Charlotte Bronte. Char-lotte Bron-te. How do you do this? How? Jane Eyre is my most favorite book of all time. But Villette. Oh Villette. How do I even begin? Well, I'll begin by quoting George Eliot: "A still more wonderful book than Jane Eyre."

(Could I have two all-time favorite books?)

Villette follows the life of its heroine, Lucy Snowe. Left destitute, Lucy leaves England and finds herself working at a French boarding school in Villette. Lucy, like her literary sister Jane Eyre, must rely on herself and endure. But, unlike Jane Eyre who edures hopefully, Lucy Snowe endures despairingly. Seemingly cold and never letting her guard down, you learn very little of what Lucy thinks or feels until midway through the book. Hiding behind her plain features and undesireablility, she is often referred to as being as inoffensive as a shadow (p.358). She hides her intelligence and ambitions behind this facade and keeps them unknown to those around her and to the reader.

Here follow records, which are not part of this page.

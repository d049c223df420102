//! Accounts, sessions and role-based access.
//! Keep the public surface thin and split implementation across sub-modules.

mod account;
mod admin;
mod authorizer;
mod credentials;
mod error;
mod principal;
mod provider;
mod registration;
mod request_context;
mod resolver;
mod roles;
mod session;

pub use account::{AccountService, UserPatch};
pub use admin::AccountAdmin;
pub use authorizer::{authorize, can_view_contact_details, CONTACT_VIEWER_ROLES};
pub use credentials::CredentialStore;
pub use error::{AuthError, AuthResult};
pub use principal::{AccountStatus, ExpertProfile, Gender, Principal, ReviewStatus, VolunteerProfile, WorkStatus};
pub use provider::{AuthProvider, LocalAuthProvider, LoginRequest, LoginResponse};
pub use registration::{ExpertProfileInput, RegistrationRequest, RegistrationWorkflow, VolunteerProfileInput};
pub use request_context::{CarrierKind, CredentialCarrier, RequestContext};
pub use resolver::IdentityResolver;
pub use roles::{Role, RoleSet, StoredRoles, UnknownRole};
pub use session::{Session, SessionManager, SessionToken};
use std::collections::{BTreeMap, HashMap};
use std::sync::atomic::{AtomicI64, Ordering};

use chrono::{DateTime, Utc};
use parking_lot::RwLock;

use super::{IdentityStore, StoreError, StoreResult, UniqueKey, UnitOfWork, UserId, UserRow, WriteOp};
use crate::identity::{ExpertProfile, Session, VolunteerProfile};

#[derive(Debug, Default)]
struct Tables {
    users: BTreeMap<UserId, UserRow>,
    usernames: HashMap<String, UserId>,
    emails: HashMap<String, UserId>,
    volunteers: BTreeMap<UserId, VolunteerProfile>,
    experts: BTreeMap<UserId, ExpertProfile>,
    sessions: HashMap<String, Session>,
}

/// Inverse of one applied write, replayed newest-first on rollback.
enum Undo {
    RemoveUser(UserId),
    RestoreUser(UserRow),
    RemoveVolunteer(UserId),
    RemoveExpert(UserId),
}

impl Tables {
    fn index_user(&mut self, row: &UserRow) {
        self.usernames.insert(row.username.clone(), row.id);
        if let Some(email) = &row.email { self.emails.insert(email.clone(), row.id); }
    }

    fn unindex_user(&mut self, row: &UserRow) {
        self.usernames.remove(&row.username);
        if let Some(email) = &row.email { self.emails.remove(email); }
    }

    fn check_unique(&self, row: &UserRow) -> StoreResult<()> {
        if matches!(self.usernames.get(&row.username), Some(owner) if *owner != row.id) {
            return Err(StoreError::UniqueViolation(UniqueKey::Username(row.username.clone())));
        }
        if let Some(email) = &row.email {
            if matches!(self.emails.get(email), Some(owner) if *owner != row.id) {
                return Err(StoreError::UniqueViolation(UniqueKey::Email(email.clone())));
            }
        }
        Ok(())
    }

    fn apply(&mut self, op: WriteOp) -> StoreResult<Undo> {
        match op {
            WriteOp::InsertUser(row) => {
                if self.users.contains_key(&row.id) {
                    return Err(StoreError::UniqueViolation(UniqueKey::UserId(row.id)));
                }
                self.check_unique(&row)?;
                self.index_user(&row);
                let id = row.id;
                self.users.insert(id, row);
                Ok(Undo::RemoveUser(id))
            }
            WriteOp::UpdateUser(row) => {
                let Some(old) = self.users.get(&row.id).cloned() else {
                    return Err(StoreError::NotFound(format!("users.id={}", row.id)));
                };
                self.check_unique(&row)?;
                self.unindex_user(&old);
                self.index_user(&row);
                self.users.insert(row.id, row);
                Ok(Undo::RestoreUser(old))
            }
            WriteOp::InsertVolunteerProfile(p) => {
                let uid = p.user_id;
                if !self.users.contains_key(&uid) {
                    return Err(StoreError::ForeignKeyViolation(format!("volunteer_profiles.user_id={uid}")));
                }
                if self.volunteers.contains_key(&uid) {
                    return Err(StoreError::UniqueViolation(UniqueKey::VolunteerProfile(uid)));
                }
                self.volunteers.insert(uid, p);
                Ok(Undo::RemoveVolunteer(uid))
            }
            WriteOp::InsertExpertProfile(p) => {
                let uid = p.user_id;
                if !self.users.contains_key(&uid) {
                    return Err(StoreError::ForeignKeyViolation(format!("expert_profiles.user_id={uid}")));
                }
                if self.experts.contains_key(&uid) {
                    return Err(StoreError::UniqueViolation(UniqueKey::ExpertProfile(uid)));
                }
                self.experts.insert(uid, p);
                Ok(Undo::RemoveExpert(uid))
            }
        }
    }

    fn undo(&mut self, undo: Undo) {
        match undo {
            Undo::RemoveUser(id) => {
                if let Some(row) = self.users.remove(&id) { self.unindex_user(&row); }
            }
            Undo::RestoreUser(old) => {
                if let Some(current) = self.users.remove(&old.id) { self.unindex_user(&current); }
                self.index_user(&old);
                self.users.insert(old.id, old);
            }
            Undo::RemoveVolunteer(id) => { self.volunteers.remove(&id); }
            Undo::RemoveExpert(id) => { self.experts.remove(&id); }
        }
    }
}

/// In-process store with the constraints of the relational schema:
/// unique usernames, emails and session tokens, profile foreign keys, and
/// profile cascade on user delete.
///
/// A commit holds the write lock for its whole duration, so concurrent
/// commits are serialized and a uniqueness loser always sees the winner's rows.
#[derive(Debug)]
pub struct MemoryStore {
    tables: RwLock<Tables>,
    next_id: AtomicI64,
}

impl Default for MemoryStore {
    fn default() -> Self { Self::new() }
}

impl MemoryStore {
    pub fn new() -> Self { Self { tables: RwLock::new(Tables::default()), next_id: AtomicI64::new(1) } }

    pub fn user_count(&self) -> usize { self.tables.read().users.len() }
    pub fn session_count(&self) -> usize { self.tables.read().sessions.len() }
    pub fn profile_counts(&self) -> (usize, usize) {
        let t = self.tables.read();
        (t.volunteers.len(), t.experts.len())
    }

    /// Overwrite the raw roles column of a user, bypassing validation.
    /// Used to reproduce rows written by older schema versions.
    pub fn set_raw_roles(&self, id: UserId, raw: Option<String>) -> StoreResult<()> {
        let mut t = self.tables.write();
        let row = t.users.get_mut(&id).ok_or_else(|| StoreError::NotFound(format!("users.id={id}")))?;
        row.roles = raw;
        Ok(())
    }
}

impl IdentityStore for MemoryStore {
    fn next_user_id(&self) -> StoreResult<UserId> { Ok(self.next_id.fetch_add(1, Ordering::SeqCst)) }

    fn commit(&self, work: UnitOfWork) -> StoreResult<()> {
        let mut t = self.tables.write();
        let mut applied: Vec<Undo> = Vec::with_capacity(work.ops().len());
        for op in work.into_ops() {
            match t.apply(op) {
                Ok(undo) => applied.push(undo),
                Err(e) => {
                    while let Some(undo) = applied.pop() { t.undo(undo); }
                    tracing::debug!(target: "storage.memory", error = %e, "commit rolled back");
                    return Err(e);
                }
            }
        }
        Ok(())
    }

    fn user_by_id(&self, id: UserId) -> StoreResult<Option<UserRow>> { Ok(self.tables.read().users.get(&id).cloned()) }

    fn user_by_username(&self, username: &str) -> StoreResult<Option<UserRow>> {
        let t = self.tables.read();
        Ok(t.usernames.get(username).and_then(|id| t.users.get(id)).cloned())
    }

    fn volunteer_profile(&self, user_id: UserId) -> StoreResult<Option<VolunteerProfile>> {
        Ok(self.tables.read().volunteers.get(&user_id).cloned())
    }

    fn expert_profile(&self, user_id: UserId) -> StoreResult<Option<ExpertProfile>> {
        Ok(self.tables.read().experts.get(&user_id).cloned())
    }

    fn delete_user(&self, id: UserId) -> StoreResult<bool> {
        let mut t = self.tables.write();
        let Some(row) = t.users.remove(&id) else { return Ok(false); };
        t.unindex_user(&row);
        t.volunteers.remove(&id);
        t.experts.remove(&id);
        Ok(true)
    }

    fn insert_session(&self, session: &Session) -> StoreResult<()> {
        let mut t = self.tables.write();
        if t.sessions.contains_key(&session.token) {
            return Err(StoreError::UniqueViolation(UniqueKey::SessionToken));
        }
        t.sessions.insert(session.token.clone(), session.clone());
        Ok(())
    }

    fn session(&self, token: &str) -> StoreResult<Option<Session>> { Ok(self.tables.read().sessions.get(token).cloned()) }

    fn delete_session(&self, token: &str) -> StoreResult<bool> { Ok(self.tables.write().sessions.remove(token).is_some()) }

    fn delete_sessions_for_user(&self, user_id: UserId) -> StoreResult<usize> {
        let mut t = self.tables.write();
        let before = t.sessions.len();
        t.sessions.retain(|_, s| s.user_id != user_id);
        Ok(before - t.sessions.len())
    }

    fn delete_sessions_expired_before(&self, cutoff: DateTime<Utc>) -> StoreResult<usize> {
        let mut t = self.tables.write();
        let before = t.sessions.len();
        t.sessions.retain(|_, s| s.expires_at >= cutoff);
        Ok(before - t.sessions.len())
    }
}

#[cfg(test)]
mod tests {
    use super::*;
    use crate::identity::{AccountStatus, Gender, ReviewStatus, WorkStatus};

    fn user(store: &MemoryStore, username: &str, email: Option<&str>) -> UserRow {
        let now = Utc::now();
        UserRow {
            id: store.next_user_id().unwrap(),
            username: username.to_string(),
            email: email.map(str::to_string),
            password_hash: "$argon2id$placeholder".to_string(),
            nickname: None,
            avatar: None,
            gender: Gender::Hidden,
            roles: Some(r#"["volunteer"]"#.to_string()),
            status: AccountStatus::Active,
            is_active: true,
            created_at: now,
            updated_at: now,
        }
    }

    fn volunteer(user_id: UserId) -> VolunteerProfile {
        VolunteerProfile {
            user_id,
            full_name: "V".into(),
            phone: None,
            public_email: None,
            is_public_visible: false,
            service_hours: 0,
            skills: vec![],
            status: ReviewStatus::Pending,
            work_status: WorkStatus::Offline,
        }
    }

    #[test]
    fn commit_applies_all_rows() {
        let store = MemoryStore::new();
        let row = user(&store, "ann", Some("ann@example.com"));
        let id = row.id;
        let mut work = UnitOfWork::new();
        work.insert_user(row).insert_volunteer_profile(volunteer(id));
        store.commit(work).unwrap();
        assert!(store.user_by_username("ann").unwrap().is_some());
        assert!(store.volunteer_profile(id).unwrap().is_some());
    }

    #[test]
    fn failed_op_rolls_back_earlier_ops() {
        let store = MemoryStore::new();
        let row = user(&store, "bob", None);
        let mut work = UnitOfWork::new();
        // profile points at a user that is not part of this work
        work.insert_user(row).insert_volunteer_profile(volunteer(999));
        let err = store.commit(work).unwrap_err();
        assert!(matches!(err, StoreError::ForeignKeyViolation(_)));
        assert!(store.user_by_username("bob").unwrap().is_none());
        assert_eq!(store.user_count(), 0);
        assert_eq!(store.profile_counts(), (0, 0));
    }

    #[test]
    fn username_and_email_are_unique() {
        let store = MemoryStore::new();
        let mut w = UnitOfWork::new();
        w.insert_user(user(&store, "cat", Some("c@example.com")));
        store.commit(w).unwrap();

        let mut w = UnitOfWork::new();
        w.insert_user(user(&store, "cat", None));
        assert_eq!(store.commit(w).unwrap_err(), StoreError::UniqueViolation(UniqueKey::Username("cat".into())));

        let mut w = UnitOfWork::new();
        w.insert_user(user(&store, "cat2", Some("c@example.com")));
        assert_eq!(store.commit(w).unwrap_err(), StoreError::UniqueViolation(UniqueKey::Email("c@example.com".into())));
        assert_eq!(store.user_count(), 1);
    }

    #[test]
    fn update_reindexes_and_restores_on_failure() {
        let store = MemoryStore::new();
        let a = user(&store, "dan", None);
        let b = user(&store, "eve", None);
        let mut w = UnitOfWork::new();
        w.insert_user(a.clone()).insert_user(b.clone());
        store.commit(w).unwrap();

        let mut renamed = a.clone();
        renamed.username = "daniel".into();
        let mut w = UnitOfWork::new();
        w.update_user(renamed);
        store.commit(w).unwrap();
        assert!(store.user_by_username("dan").unwrap().is_none());
        assert_eq!(store.user_by_username("daniel").unwrap().unwrap().id, a.id);

        // second op collides; the first rename must be undone
        let mut first = b.clone();
        first.username = "evelyn".into();
        let mut clash = b.clone();
        clash.username = "daniel".into();
        let mut w = UnitOfWork::new();
        w.update_user(first).update_user(clash);
        assert!(store.commit(w).is_err());
        assert_eq!(store.user_by_username("eve").unwrap().unwrap().id, b.id);
        assert!(store.user_by_username("evelyn").unwrap().is_none());
    }

    #[test]
    fn delete_cascades_profiles() {
        let store = MemoryStore::new();
        let row = user(&store, "fay", None);
        let id = row.id;
        let mut w = UnitOfWork::new();
        w.insert_user(row).insert_volunteer_profile(volunteer(id));
        store.commit(w).unwrap();
        assert!(store.delete_user(id).unwrap());
        assert!(!store.delete_user(id).unwrap());
        assert!(store.volunteer_profile(id).unwrap().is_none());
        assert!(store.user_by_username("fay").unwrap().is_none());
    }
}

Villette is a psychoanalytical book. It's hugely Gothic in its tone and story. It's romantic. It's confusing. It's surprising. It's heart-wrenching. Quite simply, it's genius. I can't even begin to summarize or praise it without giving away things that are better off being discovered by the reader. So I'll say to you: Read Villette. Make sure you read an edition with notes on the French translation (though lots of it will still be untranslated). Be patient.

For the time being, I'll have two all-time favorite books, but I wouldn't be surprised if Villette surpassed Jane Eyre. Soon.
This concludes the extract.